*Prompt*
Line count for "SeriesPoint": say how many lines of the data contain it, with no other text.

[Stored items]
◇ ◇ ◇ ◇ ◇

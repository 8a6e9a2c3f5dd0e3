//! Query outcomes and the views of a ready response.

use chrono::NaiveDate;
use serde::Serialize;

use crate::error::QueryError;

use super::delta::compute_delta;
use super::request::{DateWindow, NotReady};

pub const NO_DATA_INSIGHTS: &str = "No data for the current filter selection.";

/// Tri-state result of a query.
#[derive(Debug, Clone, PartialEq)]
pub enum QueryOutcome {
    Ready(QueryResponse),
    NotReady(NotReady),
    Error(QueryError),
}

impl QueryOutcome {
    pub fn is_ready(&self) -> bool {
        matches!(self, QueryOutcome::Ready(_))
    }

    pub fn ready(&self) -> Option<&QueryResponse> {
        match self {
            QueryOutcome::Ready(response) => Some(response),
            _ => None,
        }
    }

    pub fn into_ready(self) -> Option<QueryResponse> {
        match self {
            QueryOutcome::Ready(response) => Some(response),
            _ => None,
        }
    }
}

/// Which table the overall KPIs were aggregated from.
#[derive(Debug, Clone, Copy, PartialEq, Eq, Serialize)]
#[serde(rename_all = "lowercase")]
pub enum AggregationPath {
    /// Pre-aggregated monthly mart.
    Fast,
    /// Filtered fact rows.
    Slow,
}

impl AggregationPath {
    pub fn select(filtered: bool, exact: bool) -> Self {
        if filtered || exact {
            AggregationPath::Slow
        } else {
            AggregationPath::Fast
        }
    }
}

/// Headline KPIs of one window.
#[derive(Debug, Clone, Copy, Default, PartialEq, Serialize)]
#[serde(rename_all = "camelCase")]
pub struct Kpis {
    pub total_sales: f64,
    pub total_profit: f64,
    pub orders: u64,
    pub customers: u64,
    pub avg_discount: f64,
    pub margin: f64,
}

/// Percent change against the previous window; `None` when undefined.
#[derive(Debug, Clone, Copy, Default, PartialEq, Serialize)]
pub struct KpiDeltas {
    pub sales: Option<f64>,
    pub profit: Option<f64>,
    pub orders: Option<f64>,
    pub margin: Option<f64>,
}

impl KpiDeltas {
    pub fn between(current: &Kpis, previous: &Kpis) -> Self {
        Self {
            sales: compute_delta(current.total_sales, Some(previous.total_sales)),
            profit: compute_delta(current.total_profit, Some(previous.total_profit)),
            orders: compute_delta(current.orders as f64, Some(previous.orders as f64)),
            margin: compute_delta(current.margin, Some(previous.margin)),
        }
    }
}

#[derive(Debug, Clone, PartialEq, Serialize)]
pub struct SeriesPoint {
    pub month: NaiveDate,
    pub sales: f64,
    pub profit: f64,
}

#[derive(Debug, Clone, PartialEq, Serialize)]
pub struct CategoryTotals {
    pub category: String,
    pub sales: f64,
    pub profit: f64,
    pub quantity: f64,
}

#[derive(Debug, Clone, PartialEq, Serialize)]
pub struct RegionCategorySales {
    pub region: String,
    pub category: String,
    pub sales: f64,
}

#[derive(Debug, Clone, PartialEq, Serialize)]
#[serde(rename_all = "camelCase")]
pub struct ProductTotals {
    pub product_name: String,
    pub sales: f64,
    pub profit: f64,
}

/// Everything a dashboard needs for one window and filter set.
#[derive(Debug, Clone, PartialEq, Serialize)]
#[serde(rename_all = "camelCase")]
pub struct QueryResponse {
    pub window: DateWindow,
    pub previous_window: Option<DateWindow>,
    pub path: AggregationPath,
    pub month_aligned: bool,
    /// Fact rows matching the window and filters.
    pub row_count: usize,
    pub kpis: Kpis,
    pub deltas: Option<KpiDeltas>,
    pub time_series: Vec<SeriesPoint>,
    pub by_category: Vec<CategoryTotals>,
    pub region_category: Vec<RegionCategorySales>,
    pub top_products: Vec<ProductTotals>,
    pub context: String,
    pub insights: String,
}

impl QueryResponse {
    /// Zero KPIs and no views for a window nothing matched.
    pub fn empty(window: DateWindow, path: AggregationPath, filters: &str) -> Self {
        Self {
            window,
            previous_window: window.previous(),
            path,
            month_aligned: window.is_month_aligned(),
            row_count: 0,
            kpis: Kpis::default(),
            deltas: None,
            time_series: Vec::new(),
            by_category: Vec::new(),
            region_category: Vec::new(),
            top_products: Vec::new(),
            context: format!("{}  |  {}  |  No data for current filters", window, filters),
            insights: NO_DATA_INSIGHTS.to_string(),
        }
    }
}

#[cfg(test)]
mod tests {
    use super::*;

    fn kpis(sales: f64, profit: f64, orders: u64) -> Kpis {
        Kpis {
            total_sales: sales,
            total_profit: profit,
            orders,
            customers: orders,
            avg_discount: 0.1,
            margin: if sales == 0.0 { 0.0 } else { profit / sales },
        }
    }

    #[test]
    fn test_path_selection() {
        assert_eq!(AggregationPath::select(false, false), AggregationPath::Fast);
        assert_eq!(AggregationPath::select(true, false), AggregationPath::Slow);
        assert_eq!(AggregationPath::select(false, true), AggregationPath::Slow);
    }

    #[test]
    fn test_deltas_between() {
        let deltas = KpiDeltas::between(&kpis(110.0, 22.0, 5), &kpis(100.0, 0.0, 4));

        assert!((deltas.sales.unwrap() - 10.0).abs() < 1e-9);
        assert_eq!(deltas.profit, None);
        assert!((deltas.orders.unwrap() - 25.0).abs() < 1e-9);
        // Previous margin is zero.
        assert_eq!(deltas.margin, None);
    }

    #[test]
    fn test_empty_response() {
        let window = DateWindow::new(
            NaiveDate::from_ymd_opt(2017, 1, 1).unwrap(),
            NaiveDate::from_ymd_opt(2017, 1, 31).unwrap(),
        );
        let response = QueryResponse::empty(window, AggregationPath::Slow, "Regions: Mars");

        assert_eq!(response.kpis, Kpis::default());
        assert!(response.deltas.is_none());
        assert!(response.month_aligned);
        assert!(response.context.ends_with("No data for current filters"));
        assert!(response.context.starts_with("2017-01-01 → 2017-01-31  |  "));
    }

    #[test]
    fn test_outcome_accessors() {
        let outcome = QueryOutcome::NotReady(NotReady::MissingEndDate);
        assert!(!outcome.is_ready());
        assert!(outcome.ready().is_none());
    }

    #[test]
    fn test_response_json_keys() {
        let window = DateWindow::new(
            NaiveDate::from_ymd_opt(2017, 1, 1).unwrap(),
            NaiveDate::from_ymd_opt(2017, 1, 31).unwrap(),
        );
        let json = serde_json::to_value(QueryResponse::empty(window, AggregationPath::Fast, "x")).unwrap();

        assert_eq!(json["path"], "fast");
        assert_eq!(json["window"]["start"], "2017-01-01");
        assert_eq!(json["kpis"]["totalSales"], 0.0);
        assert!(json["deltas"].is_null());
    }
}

◇ ◇ ◇ ◇ ◇

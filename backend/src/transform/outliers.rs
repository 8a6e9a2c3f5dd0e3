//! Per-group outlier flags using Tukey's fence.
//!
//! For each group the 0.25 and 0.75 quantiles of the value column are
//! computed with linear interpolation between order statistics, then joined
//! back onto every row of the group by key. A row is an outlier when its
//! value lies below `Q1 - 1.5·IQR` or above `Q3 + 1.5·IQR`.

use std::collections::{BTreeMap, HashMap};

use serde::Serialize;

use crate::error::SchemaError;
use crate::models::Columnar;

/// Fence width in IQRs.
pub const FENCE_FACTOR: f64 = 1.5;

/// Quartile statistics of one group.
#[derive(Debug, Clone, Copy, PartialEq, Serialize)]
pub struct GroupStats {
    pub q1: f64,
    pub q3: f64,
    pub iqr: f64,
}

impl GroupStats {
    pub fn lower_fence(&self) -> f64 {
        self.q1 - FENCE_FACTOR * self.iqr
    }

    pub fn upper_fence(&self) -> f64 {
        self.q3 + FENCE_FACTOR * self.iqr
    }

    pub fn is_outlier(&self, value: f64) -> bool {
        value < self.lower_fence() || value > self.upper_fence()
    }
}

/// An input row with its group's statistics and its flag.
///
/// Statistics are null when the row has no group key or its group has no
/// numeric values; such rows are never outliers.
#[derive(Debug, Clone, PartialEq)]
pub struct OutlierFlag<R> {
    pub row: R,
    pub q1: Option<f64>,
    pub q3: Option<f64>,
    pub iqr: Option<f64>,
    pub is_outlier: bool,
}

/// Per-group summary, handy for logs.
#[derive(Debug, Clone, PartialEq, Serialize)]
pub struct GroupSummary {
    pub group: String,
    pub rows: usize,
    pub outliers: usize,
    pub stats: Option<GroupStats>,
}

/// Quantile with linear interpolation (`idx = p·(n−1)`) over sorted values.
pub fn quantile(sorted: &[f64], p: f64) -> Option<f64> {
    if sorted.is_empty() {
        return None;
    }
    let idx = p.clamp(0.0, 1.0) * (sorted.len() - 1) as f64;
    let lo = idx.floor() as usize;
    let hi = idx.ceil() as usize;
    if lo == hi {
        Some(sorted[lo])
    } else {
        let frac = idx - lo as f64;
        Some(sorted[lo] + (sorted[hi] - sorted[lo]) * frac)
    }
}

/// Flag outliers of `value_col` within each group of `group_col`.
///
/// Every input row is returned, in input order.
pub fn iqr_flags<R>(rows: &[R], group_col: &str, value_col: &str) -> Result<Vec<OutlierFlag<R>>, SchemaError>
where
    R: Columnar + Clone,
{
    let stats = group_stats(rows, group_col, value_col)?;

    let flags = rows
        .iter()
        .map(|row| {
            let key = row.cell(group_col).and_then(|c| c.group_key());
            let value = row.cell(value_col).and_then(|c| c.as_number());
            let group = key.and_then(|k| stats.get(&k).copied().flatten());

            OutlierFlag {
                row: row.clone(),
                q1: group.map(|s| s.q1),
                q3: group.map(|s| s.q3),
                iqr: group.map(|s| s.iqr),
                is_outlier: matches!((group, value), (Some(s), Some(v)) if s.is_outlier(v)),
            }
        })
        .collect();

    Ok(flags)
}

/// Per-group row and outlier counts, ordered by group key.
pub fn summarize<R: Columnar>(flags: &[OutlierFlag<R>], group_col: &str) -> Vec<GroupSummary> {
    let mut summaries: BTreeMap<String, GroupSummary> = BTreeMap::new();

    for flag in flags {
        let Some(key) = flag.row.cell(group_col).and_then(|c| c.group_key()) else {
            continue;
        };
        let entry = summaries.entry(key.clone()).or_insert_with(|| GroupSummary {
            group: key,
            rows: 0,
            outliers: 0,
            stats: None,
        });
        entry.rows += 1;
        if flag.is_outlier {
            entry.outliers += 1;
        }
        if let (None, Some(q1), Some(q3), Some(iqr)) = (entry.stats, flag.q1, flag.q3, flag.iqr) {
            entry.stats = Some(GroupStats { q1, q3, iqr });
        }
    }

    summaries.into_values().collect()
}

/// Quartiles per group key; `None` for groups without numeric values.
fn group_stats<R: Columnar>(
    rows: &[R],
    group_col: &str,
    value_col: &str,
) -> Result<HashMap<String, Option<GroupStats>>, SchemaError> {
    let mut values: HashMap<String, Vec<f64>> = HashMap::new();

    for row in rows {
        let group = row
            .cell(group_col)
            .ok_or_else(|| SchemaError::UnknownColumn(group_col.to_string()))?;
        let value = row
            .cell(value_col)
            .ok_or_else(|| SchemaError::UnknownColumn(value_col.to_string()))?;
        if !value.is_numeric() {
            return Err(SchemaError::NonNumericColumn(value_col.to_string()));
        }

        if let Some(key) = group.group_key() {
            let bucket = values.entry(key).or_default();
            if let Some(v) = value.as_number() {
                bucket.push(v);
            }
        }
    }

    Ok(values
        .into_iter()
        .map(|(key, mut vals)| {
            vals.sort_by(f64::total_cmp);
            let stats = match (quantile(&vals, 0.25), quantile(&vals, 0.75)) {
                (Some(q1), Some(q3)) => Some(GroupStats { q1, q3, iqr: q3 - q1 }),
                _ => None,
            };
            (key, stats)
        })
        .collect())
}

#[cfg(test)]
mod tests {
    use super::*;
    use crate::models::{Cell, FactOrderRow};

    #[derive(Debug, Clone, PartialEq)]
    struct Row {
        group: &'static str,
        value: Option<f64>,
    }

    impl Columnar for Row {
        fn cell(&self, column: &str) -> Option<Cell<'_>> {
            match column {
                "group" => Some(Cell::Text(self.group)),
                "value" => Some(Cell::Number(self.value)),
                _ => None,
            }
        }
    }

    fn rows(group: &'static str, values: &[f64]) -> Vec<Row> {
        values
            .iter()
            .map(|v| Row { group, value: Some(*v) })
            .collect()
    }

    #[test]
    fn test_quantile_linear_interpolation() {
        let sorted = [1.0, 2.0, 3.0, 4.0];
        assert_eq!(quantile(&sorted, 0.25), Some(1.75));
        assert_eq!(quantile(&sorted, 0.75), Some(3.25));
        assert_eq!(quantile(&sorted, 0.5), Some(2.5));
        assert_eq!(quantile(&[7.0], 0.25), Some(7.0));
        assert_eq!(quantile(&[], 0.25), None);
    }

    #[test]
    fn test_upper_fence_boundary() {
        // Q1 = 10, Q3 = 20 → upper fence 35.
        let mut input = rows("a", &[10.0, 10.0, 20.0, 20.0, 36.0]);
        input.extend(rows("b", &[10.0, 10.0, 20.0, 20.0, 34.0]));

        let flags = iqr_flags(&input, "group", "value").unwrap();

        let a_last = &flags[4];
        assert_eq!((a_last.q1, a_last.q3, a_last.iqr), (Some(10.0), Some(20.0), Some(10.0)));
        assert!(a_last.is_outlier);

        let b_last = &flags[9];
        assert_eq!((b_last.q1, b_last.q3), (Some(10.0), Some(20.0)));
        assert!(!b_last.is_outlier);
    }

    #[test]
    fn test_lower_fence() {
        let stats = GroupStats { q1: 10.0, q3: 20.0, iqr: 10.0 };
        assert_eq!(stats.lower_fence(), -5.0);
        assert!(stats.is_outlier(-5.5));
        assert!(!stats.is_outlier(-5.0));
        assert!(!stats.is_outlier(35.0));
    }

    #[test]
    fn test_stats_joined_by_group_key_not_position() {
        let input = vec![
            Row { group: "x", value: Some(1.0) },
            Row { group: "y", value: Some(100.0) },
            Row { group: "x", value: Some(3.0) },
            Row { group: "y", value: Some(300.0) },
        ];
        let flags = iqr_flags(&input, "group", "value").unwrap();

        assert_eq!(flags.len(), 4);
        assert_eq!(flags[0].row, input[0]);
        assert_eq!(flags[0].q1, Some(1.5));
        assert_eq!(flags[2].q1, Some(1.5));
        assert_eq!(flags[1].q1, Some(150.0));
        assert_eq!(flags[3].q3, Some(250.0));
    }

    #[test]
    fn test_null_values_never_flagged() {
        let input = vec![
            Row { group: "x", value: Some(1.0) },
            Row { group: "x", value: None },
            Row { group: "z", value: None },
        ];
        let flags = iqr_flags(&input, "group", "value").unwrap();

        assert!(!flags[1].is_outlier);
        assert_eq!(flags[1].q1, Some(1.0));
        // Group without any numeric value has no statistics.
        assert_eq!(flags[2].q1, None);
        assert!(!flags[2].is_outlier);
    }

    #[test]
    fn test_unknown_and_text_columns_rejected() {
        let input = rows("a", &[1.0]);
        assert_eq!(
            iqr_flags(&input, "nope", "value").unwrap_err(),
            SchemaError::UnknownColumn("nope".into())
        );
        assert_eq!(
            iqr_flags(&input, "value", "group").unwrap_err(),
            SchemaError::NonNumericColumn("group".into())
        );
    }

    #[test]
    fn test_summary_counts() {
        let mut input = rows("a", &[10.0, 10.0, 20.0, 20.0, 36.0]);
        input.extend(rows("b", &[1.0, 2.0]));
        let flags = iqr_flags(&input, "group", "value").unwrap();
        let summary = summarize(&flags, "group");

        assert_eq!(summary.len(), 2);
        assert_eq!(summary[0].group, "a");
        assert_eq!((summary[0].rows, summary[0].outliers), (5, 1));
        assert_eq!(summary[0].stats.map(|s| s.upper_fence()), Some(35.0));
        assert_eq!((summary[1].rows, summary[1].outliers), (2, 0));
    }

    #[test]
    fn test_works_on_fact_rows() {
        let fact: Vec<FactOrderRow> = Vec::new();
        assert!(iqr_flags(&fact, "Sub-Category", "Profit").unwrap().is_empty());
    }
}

◇ ◇ ◇ ◇ ◇

*Answer box*
2